April 13, 2014 7:07 pm
Slowdown puts 1bn middle class at risk
Almost a billion people in the developing world are at risk of slipping out of the ranks of a nascent middle class, according to FT analysis, raising questions about the durability of the past 30 years’ remarkable march out of poverty.
Rising inequality and slower global growth raise issues for businesses that have been investing heavily in emerging markets.
One of the biggest questions confronting governments is what slower growth will mean for the creation of a solid middle class in countries such as China and India, which many are counting on to drive the global economy in the 21st century.
The IMF last week warned that the world could face years of below-par growth, while economists from the World Bank also cautioned that growth of developing economies was likely to average 2-2.5 percentage points less than that seen before the 2008 global financial crisis.
But analysis by the FT of World Bank income distribution data from 122 developing countries since the 1970s makes clear that most of the millions who have risen out of poverty in recent decades are sitting in what is best described as a “fragile middle” between those two lines.
There were 2.8bn people – 40 per cent of the world’s population – living on $2-$10 a day in the developing world in 2010, the most recent year for which data are available. That makes the fragile middle the world’s biggest income group.

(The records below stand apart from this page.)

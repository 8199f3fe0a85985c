//! Trap entry stubs and the Rust-side trap handler.
//!
//! Every stub leaves the same frame: an error code (0 when the CPU pushes
//! none) and the vector on top of the CPU's interrupt frame. `trap_common`
//! spills the registers into a [`CpuContext`] below that, calls
//! [`trap_handler`] and resumes whatever the context then says.

use core::arch::naked_asm;
use core::cell::UnsafeCell;

use x86_64::registers::control::Cr2;
use x86_64::structures::idt::PageFaultErrorCode;

use crate::kernel::{Kernel, SIGFPE, SIGILL, SIGSEGV};
use crate::process::context::CpuContext;
use crate::sched::Cpu;

pub const DIVIDE_ERROR: u64 = 0;
pub const INVALID_OPCODE: u64 = 6;
pub const DOUBLE_FAULT: u64 = 8;
pub const GENERAL_PROTECTION: u64 = 13;
pub const PAGE_FAULT: u64 = 14;
pub const SYSCALL_VECTOR: u64 = 0x80;

macro_rules! trap_stub {
    ($name:ident, $vector:expr) => {
        #[unsafe(naked)]
        pub extern "C" fn $name() {
            naked_asm!(
                "push 0",
                "push {vector}",
                "jmp {common}",
                vector = const $vector,
                common = sym trap_common,
            );
        }
    };
    ($name:ident, $vector:expr, error_code) => {
        #[unsafe(naked)]
        pub extern "C" fn $name() {
            naked_asm!(
                "push {vector}",
                "jmp {common}",
                vector = const $vector,
                common = sym trap_common,
            );
        }
    };
}

trap_stub!(divide_error_stub, DIVIDE_ERROR);
trap_stub!(invalid_opcode_stub, INVALID_OPCODE);
trap_stub!(double_fault_stub, DOUBLE_FAULT, error_code);
trap_stub!(general_protection_stub, GENERAL_PROTECTION, error_code);
trap_stub!(page_fault_stub, PAGE_FAULT, error_code);
trap_stub!(syscall_stub, SYSCALL_VECTOR);

/// Stack on entry: vector, error code, then rip, cs, rflags, rsp, ss.
/// 168 bytes (the 160-byte context plus 8 of padding) keep the call
/// 16-byte aligned.
#[unsafe(naked)]
extern "C" fn trap_common() {
    naked_asm!(
        "sub rsp, 168",
        "mov [rsp + 0], rax",
        "mov [rsp + 8], rbx",
        "mov [rsp + 16], rcx",
        "mov [rsp + 24], rdx",
        "mov [rsp + 32], rsi",
        "mov [rsp + 40], rdi",
        "mov [rsp + 48], rbp",
        "mov [rsp + 64], r8",
        "mov [rsp + 72], r9",
        "mov [rsp + 80], r10",
        "mov [rsp + 88], r11",
        "mov [rsp + 96], r12",
        "mov [rsp + 104], r13",
        "mov [rsp + 112], r14",
        "mov [rsp + 120], r15",
        "mov rax, [rsp + 184]",
        "mov [rsp + 128], rax",
        "mov rax, [rsp + 192]",
        "mov [rsp + 144], rax",
        "mov rax, [rsp + 200]",
        "mov [rsp + 136], rax",
        "mov rax, [rsp + 208]",
        "mov [rsp + 56], rax",
        "mov rax, [rsp + 216]",
        "mov [rsp + 152], rax",

        "mov rdi, rsp",
        "mov rsi, [rsp + 168]",
        "mov rdx, [rsp + 176]",
        "call {handler}",

        // The handler may have rewritten the context; resume from it.
        "mov rax, [rsp + 128]",
        "mov [rsp + 184], rax",
        "mov rax, [rsp + 144]",
        "mov [rsp + 192], rax",
        "mov rax, [rsp + 136]",
        "mov [rsp + 200], rax",
        "mov rax, [rsp + 56]",
        "mov [rsp + 208], rax",
        "mov rax, [rsp + 152]",
        "mov [rsp + 216], rax",
        "mov rbx, [rsp + 8]",
        "mov rcx, [rsp + 16]",
        "mov rdx, [rsp + 24]",
        "mov rsi, [rsp + 32]",
        "mov rdi, [rsp + 40]",
        "mov rbp, [rsp + 48]",
        "mov r8, [rsp + 64]",
        "mov r9, [rsp + 72]",
        "mov r10, [rsp + 80]",
        "mov r11, [rsp + 88]",
        "mov r12, [rsp + 96]",
        "mov r13, [rsp + 104]",
        "mov r14, [rsp + 112]",
        "mov r15, [rsp + 120]",
        "mov rax, [rsp + 0]",
        "add rsp, 184",
        "iretq",
        handler = sym trap_handler,
    );
}

/// The kernel and the CPU slot of the only processor. Traps run with
/// interrupts off, so at most one trap touches it at a time; a trap that
/// leaves through the scheduler abandons its borrow along with its stack.
struct KernelCell(UnsafeCell<Option<(Kernel, Cpu)>>);

unsafe impl Sync for KernelCell {}

static KERNEL: KernelCell = KernelCell(UnsafeCell::new(None));

/// Publishes the booted kernel to the trap path.
///
/// # Safety
/// Call once, before the first entry to user mode.
pub unsafe fn install(kernel: Kernel) -> (&'static mut Kernel, &'static mut Cpu) {
    let slot = &mut *KERNEL.0.get();
    let (kernel, cpu) = slot.insert((kernel, Cpu::new(0)));
    (kernel, cpu)
}

extern "C" fn trap_handler(ctx: &mut CpuContext, vector: u64, error_code: u64) {
    let from_user = ctx.is_user_mode();
    let Some((kernel, cpu)) = (unsafe { &mut *KERNEL.0.get() }).as_mut() else {
        panic!("trap {} at {:#x} before the kernel was installed", vector, ctx.rip);
    };

    match vector {
        SYSCALL_VECTOR => kernel.handle_syscall(cpu, ctx),
        PAGE_FAULT => {
            let addr = Cr2::read().as_u64();
            let code = PageFaultErrorCode::from_bits_truncate(error_code);
            kernel.handle_page_fault(
                cpu,
                addr,
                code.contains(PageFaultErrorCode::CAUSED_BY_WRITE),
                code.contains(PageFaultErrorCode::PROTECTION_VIOLATION),
                from_user,
            );
        }
        DIVIDE_ERROR if from_user => kernel.kill_current(cpu, SIGFPE),
        INVALID_OPCODE if from_user => kernel.kill_current(cpu, SIGILL),
        GENERAL_PROTECTION if from_user => kernel.kill_current(cpu, SIGSEGV),
        DOUBLE_FAULT => panic!("EXCEPTION: DOUBLE FAULT\n{:#x?}", ctx),
        _ => panic!(
            "EXCEPTION {} in kernel mode at {:#x}, error code {:#x}",
            vector, ctx.rip, error_code
        ),
    }
}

FT Series: The Fragile MiddleData Graphic
The FT analysis also showed a strong correlation between poverty reduction and growth, with the relationship tending to be stronger among countries with higher GDP growth rates. Across the so-called Bric and Mint countries, India, China and Indonesia exhibited the strongest relationships between GDP growth and a reduction in the share of their population earning less than $2 per day since the late 1970s. These three countries also had the highest average annual real terms growth over the same period, each growing 5.5 per cent or more.
One of the things that concerns development economists is that, even before economies began to slow, the “churn” between those below and those immediately above the poverty line remained high. According to the World Bank, in countries such as Indonesia more than half of those below the poverty line were above it the year before.

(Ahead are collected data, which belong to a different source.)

use alloc::collections::BTreeMap;
use lazy_static::lazy_static;
use multiboot2::{BootInformation, BootInformationHeader, MemoryAreaType};
use spin::Mutex;
use x86_64::{
    structures::paging::{FrameAllocator, PhysFrame, Size4KiB},
    PhysAddr,
};

use super::{page_align_down, page_align_up, PAGE_SIZE};
use crate::error::{KResult, KernelError};

/// Frames below this belong to the kernel image, boot tables and heap.
pub const FRAME_POOL_START: u64 = 16 * 1024 * 1024;
/// End of the boot identity map; frames are only touched through it.
pub const FRAME_POOL_END: u64 = 1024 * 1024 * 1024;

const MAX_AREAS: usize = 16;

lazy_static! {
    pub static ref FRAME_ALLOCATOR: Mutex<PhysFrameAllocator> = Mutex::new(PhysFrameAllocator::new());
}

/// Physical frames from the multiboot2 memory map: a bump pointer over the
/// usable areas plus a free list threaded through released frames.
///
/// A frame handed out has one owner. Copy-on-write sharing raises the count
/// with [`share`](Self::share); [`release`](Self::release) frees the frame
/// when the last owner lets go.
pub struct PhysFrameAllocator {
    areas: [(u64, u64); MAX_AREAS],
    area_count: usize,
    area_index: usize,
    next: u64,
    free_list: u64,
    shared: BTreeMap<u64, usize>,
    in_use: usize,
}

impl PhysFrameAllocator {
    pub fn new() -> Self {
        PhysFrameAllocator {
            areas: [(0, 0); MAX_AREAS],
            area_count: 0,
            area_index: 0,
            next: 0,
            free_list: 0,
            shared: BTreeMap::new(),
            in_use: 0,
        }
    }

    /// Records the available areas of the boot memory map, clipped to the
    /// frame pool window.
    ///
    /// # Safety
    /// `multiboot_info_addr` must point at a valid multiboot2 information
    /// structure, and the areas it lists must be unused.
    pub unsafe fn init(&mut self, multiboot_info_addr: usize) -> KResult<()> {
        let boot_info = BootInformation::load(multiboot_info_addr as *const BootInformationHeader)
            .map_err(|_| KernelError::InvalidArgument)?;
        let memory_map = boot_info.memory_map_tag().ok_or(KernelError::NotFound)?;

        for area in memory_map.memory_areas() {
            if MemoryAreaType::from(area.typ()) != MemoryAreaType::Available {
                continue;
            }
            let start = page_align_up(area.start_address().max(FRAME_POOL_START));
            let end = page_align_down(area.end_address().min(FRAME_POOL_END));
            if start >= end || self.area_count == MAX_AREAS {
                continue;
            }
            self.areas[self.area_count] = (start, end);
            self.area_count += 1;
        }
        if self.area_count == 0 {
            return Err(KernelError::OutOfResources);
        }
        self.next = self.areas[0].0;
        crate::log_info!(
            "frame allocator: {} usable areas, first at {:#x}",
            self.area_count,
            self.next
        );
        Ok(())
    }

    /// A zeroed frame, or `None` when physical memory is exhausted.
    pub fn allocate(&mut self) -> Option<PhysFrame> {
        let addr = if self.free_list != 0 {
            let addr = self.free_list;
            // The first word of a free frame links to the next one.
            self.free_list = unsafe { *(addr as *const u64) };
            addr
        } else {
            self.bump()?
        };
        unsafe { core::ptr::write_bytes(addr as *mut u8, 0, PAGE_SIZE) };
        self.in_use += 1;
        Some(PhysFrame::containing_address(PhysAddr::new(addr)))
    }

    fn bump(&mut self) -> Option<u64> {
        while self.area_index < self.area_count {
            let (_, end) = self.areas[self.area_index];
            if self.next < end {
                let addr = self.next;
                self.next += PAGE_SIZE as u64;
                return Some(addr);
            }
            self.area_index += 1;
            if let Some(&(start, _)) = self.areas.get(self.area_index) {
                self.next = start;
            }
        }
        None
    }

    /// Adds an owner to `frame`.
    pub fn share(&mut self, frame: PhysFrame) {
        *self.shared.entry(frame.start_address().as_u64()).or_insert(1) += 1;
    }

    /// Number of owners of `frame`.
    pub fn owners(&self, frame: PhysFrame) -> usize {
        self.shared.get(&frame.start_address().as_u64()).copied().unwrap_or(1)
    }

    /// Drops one owner; the last one returns the frame to the free list.
    pub fn release(&mut self, frame: PhysFrame) {
        let addr = frame.start_address().as_u64();
        if let Some(count) = self.shared.get_mut(&addr) {
            *count -= 1;
            if *count == 1 {
                self.shared.remove(&addr);
            }
            return;
        }
        unsafe { *(addr as *mut u64) = self.free_list };
        self.free_list = addr;
        self.in_use -= 1;
    }

    pub fn frames_in_use(&self) -> usize {
        self.in_use
    }
}

unsafe impl FrameAllocator<Size4KiB> for PhysFrameAllocator {
    fn allocate_frame(&mut self) -> Option<PhysFrame> {
        self.allocate()
    }
}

The International Labor Organisation said it was already seeing the effect of slow growth in emerging economies, with the number of workers worldwide in extreme poverty declining only 2.7 per cent in 2013, one of the slowest rates seen over the past decade.
In an interview, Kaushik Basu, the World Bank’s chief economist, warned that many of those people who had emerged from poverty in recent years remained “very vulnerable” to slipping back. He also said the world economy faced risks, including the possibility that China’s growth could slow even more than it has already, something that would have big repercussions for the developing world.
Even if that risk did not materialise, Mr Basu said, current growth would not be enough to return to the sort of poverty reduction seen in recent decades.
To make up for that, he said, “governments need to do more, much more, in terms of structural reforms in developing countries”.
The risk if they did not, he said, was the stalling of decades of progress in the fight against poverty and in the creation of a middle class deemed so vital to the future of the global economy.